The Song and the Sorrow
(Canada, 43 min.)
Dir. Millefiore Clarkes
Anne Murray’s “Snowbird” is a buoyant and breezy ray of sunshine that helped put Canadian music on the map. Listen closely to the words, though, and this song is actually one of great sadness. As penned by the late singer-songwriter Gene MacLellan, “Songbird” conveys great sorrow as it expresses a hunger to escape and fly freely. It takes MacLellan’s daughter Catherine to recognize the heartache in the song that many people find so sweet.
Catherine continues her father’s legacy as a musician, but she also inherited his struggles with mental illness. One difference between the elder MacLellan’s era and Catherine’s is an overall openness in terms of how people now discuss mental illness. Back in Gene’s day, he only put his words into songs to express his pain.
Music still offers a cathartic outlet to people living with mental illness, but people of Catherine’s generation have the fortune of speaking openly about their conditions without as great a fear of stigma. The music and legacy of the MacLellan clan receives a poignant and thoughtful study in Millefiore Clarkes’ NFB doc The Song and the Sorrow, which opened last night’s Rendezvous with Madness Festival with a screening that featured a musical encore from Catherine. Clarkes has previously worked with MacLellan on several music videos and the doc sparks with a natural rapport between the director and her subject. The Song and the Sorrow offers an intimate portrait of the two generations of MacLellans as Catherine retraces her father’s life and music in search of answers to help her understand the man she lost—and the mental illness with which she lives.
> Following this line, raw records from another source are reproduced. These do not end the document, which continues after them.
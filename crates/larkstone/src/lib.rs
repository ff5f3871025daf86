//! Localized group booking enquiry site for Larkstone Hotels.
//!
//! The crate is organized around the booking intake flow: `i18n` carries the
//! locale set and message catalogs, `booking` holds the domain model,
//! validation schema, session store seam, submission gate, and the HTTP
//! surface that ties them together. `config`, `error`, and `telemetry`
//! provide the runtime scaffolding consumed by the service binary.

pub mod booking;
pub mod config;
pub mod error;
pub mod i18n;
pub mod telemetry;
The film draws audience close as Catherine sits down with her family and Gene’s peers to excavate his past. The Song and the Sorrow avoids the one-note celebratory pitfall of many profile docs as it contains all of MacLellan’s greatest hits while conveying the lows that accumulated until he committed suicide in January 1995. Catherine visits a number of notable figures in Gene’s musical circle, including Anne Murray and Ron Hynes, the latter of whom performs a bit from his song “Godspeed,” written in farewell to MacLellan. They, like many of the interviewees, didn’t recognize the signs that Gene was mentally ill. A particularly emotional exchange with Judith MacLellan, Gene’s widow and Catherine’s mother, proves most effective in conveying the need to bring conversations of mental illness out into the open as she recalls choosing to avoid the conversation with her children. She rationalizes as equal parts discomfort and uncertainty of how to address the topic.
Clarkes lets Catherine do the talking as the film forgoes conventional narration and pieces together audio excerpts from conversations that the younger MacLellan has with her father’s peers while archival footage presents images of Gene and the MacLellan family. Even when Clarkes shows the chats—which are too personal and intimate to call “interviews”—the camera often focuses on Catherine’s reaction as she listens to stories from friends and family who didn’t recognize Gene’s distress. Cinematographer Kyle Simpson zooms in extremely close on MacLellan and other subjects as they discuss Gene and mental illness, and the doc effectively pulls viewers into tight proximity. The intimacy of the film draws one into the conversation, emphasizing the words and emotions of the discussions to create an open and inclusive atmosphere for confronting mental illness.
The music proves especially effective as The Song and the Sorrow culminates with Catherine taking the stage and performing her father’s songs while sharing her own experience with mental illness with the audience. As she draws out the sorrowful notes of “Songbird” that sound so deceptively sweet in most other recorded versions, the doc encourages audiences to find empathy with those who suffer from mental illness and confront it head-on. The words are all there in “Songbird”—one just needs to listen closely to recognize the pain.